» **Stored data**
────────────────────────────────────────

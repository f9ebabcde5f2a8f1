//! Database bootstrap, row models and reference-data inserts

pub mod catalog;
pub mod init;
pub mod models;

pub use init::*;
pub use models::*;
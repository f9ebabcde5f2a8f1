//! # Lineup Common Library
//!
//! Shared code for the lineup services including:
//! - Database bootstrap and row models
//! - Event types (LineupEvent enum) and the EventBus
//! - Configuration loading and root folder resolution
//! - Timestamp helpers

pub mod config;
pub mod db;
pub mod error;
pub mod events;
pub mod time;

pub use error::{Error, Result};
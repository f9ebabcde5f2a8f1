//! Stage data access endpoints

use axum::{
    extract::{Path, State},
    http::StatusCode,
    Json,
};
use serde::Deserialize;
use tracing::info;
use uuid::Uuid;

use lineup_common::db::Stage;

use super::error::{ApiError, ApiResult};
use crate::store::NewStage;
use crate::AppState;

/// Stage creation body
#[derive(Debug, Deserialize)]
pub struct CreateStageRequest {
    pub name: String,
    #[serde(default)]
    pub venue_id: Option<Uuid>,
}

/// GET /api/events/:event_id/stages
pub async fn list_stages(
    State(state): State<AppState>,
    Path(event_id): Path<Uuid>,
) -> ApiResult<Json<Vec<Stage>>> {
    Ok(Json(state.store.list_stages(event_id).await?))
}

/// POST /api/events/:event_id/stages
pub async fn create_stage(
    State(state): State<AppState>,
    Path(event_id): Path<Uuid>,
    Json(request): Json<CreateStageRequest>,
) -> ApiResult<(StatusCode, Json<Stage>)> {
    let name = request.name.trim();
    if name.is_empty() {
        return Err(ApiError::BadRequest("Stage name cannot be empty".to_string()));
    }

    let stage = state
        .store
        .create_stage(NewStage {
            event_id,
            name: name.to_string(),
            venue_id: request.venue_id,
        })
        .await?;

    info!("Created stage '{}' ({}) for event {}", stage.name, stage.id, event_id);
    Ok((StatusCode::CREATED, Json(stage)))
}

────────────────────────────────────────

» **PROBLEM DETAILS**
Each line of the entries that contains the word "name" should be listed.

» **OUTPUT OF THE EXERCISE**
    pub name: String,
    let name = request.name.trim();
    if name.is_empty() {
        return Err(ApiError::BadRequest("Stage name cannot be empty".to_string()));
            name: name.to_string(),
    info!("Created stage '{}' ({}) for event {}", stage.name, stage.id, event_id);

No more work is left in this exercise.